柔和な人とは、不正、悪と正反対の立場にある人です
現在の日本社会で大きなネックは、談合問題です。これまで日本社会において、談合はビジネスの常識でした。談合がなければ物事は決まらないというのが、日本社会の一般常識でした。
しかし今、談合社会構造は崩れつつあります。それはなぜかといえば、社会のグローバル化に原因があると思われます。すなわち国際化です。談合が明らかにされる大多数のケースは、内部告発です。60年前の日本社会では談合は当たり前、常識でした。そして誰もが口を閉ざしていたのが、今は内部告発で、「訴える」という社会に日本が大きく様変わりしつつあるのです。訴える、告発するということは、欧米社会のスタンダードが日本に入りつつあることを示しています。これがグローバリゼーションです。日本はもう国際社会の一員で、しかも重要な位置を占めています。ですから、60年前の談合マインドと社会は変わり、ビジネスの世界は大きく変わってきているということです。
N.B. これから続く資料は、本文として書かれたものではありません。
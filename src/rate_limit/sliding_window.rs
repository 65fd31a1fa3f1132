use super::cleanup::IdleEviction;
use super::{quota, validate_rate, wait_until, Counters, Decision, LimiterKind, LimiterStats, RateLimiter};
use crate::clock::{Clock, MonotonicClock};
use crate::{CallContext, ConfigError, StoreError};
use async_trait::async_trait;
use dashmap::DashMap;
use std::collections::VecDeque;
use std::sync::Arc;
use std::time::Duration;

#[derive(Debug, Default)]
struct Log {
    /// Admission timestamps, oldest first.
    admitted: VecDeque<u64>,
    last_access: u64,
}

impl Log {
    fn trim(&mut self, now: u64, window: u64) {
        while let Some(&oldest) = self.admitted.front() {
            if oldest.saturating_add(window) <= now {
                self.admitted.pop_front();
            } else {
                break;
            }
        }
    }
}

/// Exact sliding-window limiter: at most `limit` admissions in any trailing `window`.
///
/// Keeps one timestamp per admitted request, so memory per identity is bounded by `limit`.
#[derive(Debug)]
pub struct SlidingWindow {
    logs: DashMap<String, Log>,
    limit: u64,
    window_nanos: u64,
    clock: Arc<dyn Clock>,
    counters: Counters,
}

impl SlidingWindow {
    pub fn new(limit: u64, window: Duration) -> Result<Self, ConfigError> {
        let window_nanos = validate_rate(limit, window)?;
        Ok(Self {
            logs: DashMap::new(),
            limit,
            window_nanos,
            clock: Arc::new(MonotonicClock::default()),
            counters: Counters::default(),
        })
    }

    pub fn with_clock(mut self, clock: Arc<dyn Clock>) -> Self {
        self.clock = clock;
        self
    }

    pub fn limit(&self) -> u64 {
        self.limit
    }

    fn decide(&self, identity: &str, now: u64) -> Decision {
        let mut log = self.logs.entry(identity.to_string()).or_default();
        log.trim(now, self.window_nanos);
        log.last_access = now;

        let count = log.admitted.len() as u64;
        if count < self.limit {
            // Keep the log ordered even if the clock stepped backwards.
            let stamp = log.admitted.back().map_or(now, |&last| last.max(now));
            log.admitted.push_back(stamp);
            Decision::Allowed { remaining: self.limit - count - 1 }
        } else {
            let oldest = log.admitted.front().copied().unwrap_or(now);
            Decision::Denied {
                wait: wait_until(oldest.saturating_add(self.window_nanos), now),
                reason: "window_full",
            }
        }
    }

    fn live_count(&self, log: &Log, now: u64) -> u64 {
        log.admitted
            .iter()
            .filter(|&&t| t.saturating_add(self.window_nanos) > now)
            .count() as u64
    }
}

#[async_trait]
impl RateLimiter for SlidingWindow {
    async fn acquire(&self, _ctx: &CallContext, identity: &str) -> Result<Decision, StoreError> {
        let decision = self.decide(identity, self.clock.now_nanos());
        self.counters.record(&decision);
        Ok(decision)
    }

    async fn remaining(&self, identity: &str) -> i64 {
        let now = self.clock.now_nanos();
        let used = self.logs.get(identity).map_or(0, |log| self.live_count(&log, now));
        quota(self.limit.saturating_sub(used))
    }

    async fn reset(&self, identity: &str) {
        self.logs.remove(identity);
    }

    fn stats(&self) -> LimiterStats {
        let now = self.clock.now_nanos();
        let blocked =
            self.logs.iter().filter(|log| self.live_count(log.value(), now) >= self.limit).count();
        LimiterStats {
            algorithm: LimiterKind::SlidingWindow,
            tracked_identities: self.logs.len(),
            blocked_identities: blocked,
            admitted: self.counters.admitted(),
            rejected: self.counters.rejected(),
            limit: self.limit,
        }
    }
}

impl IdleEviction for SlidingWindow {
    fn evict_idle(&self) -> usize {
        let now = self.clock.now_nanos();
        let max_idle = self.window_nanos.saturating_mul(2);
        let before = self.logs.len();
        self.logs.retain(|_, log| now.saturating_sub(log.last_access) <= max_idle);
        before.saturating_sub(self.logs.len())
    }

    fn eviction_interval(&self) -> Duration {
        Duration::from_nanos(self.window_nanos)
    }
}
今から約30年前、私がドイツで生活しておりました時、ある日本の大手楽器メーカーに勤める方がいました。彼は若くしてビジネスの才能を発揮され、海外につぎつぎ支店を開設された方です。ある時、彼が「もうドイツでは日本のような接待はほとんどないのです」と言われました。まして談合では話が進みません。もちろんドイツ社会は日本と同一視することはできないでしょう。しかし、ビジネスは人と人、心と心のつながりです。人間関係において、誠実、正直こそビジネスパートナーとして重要です。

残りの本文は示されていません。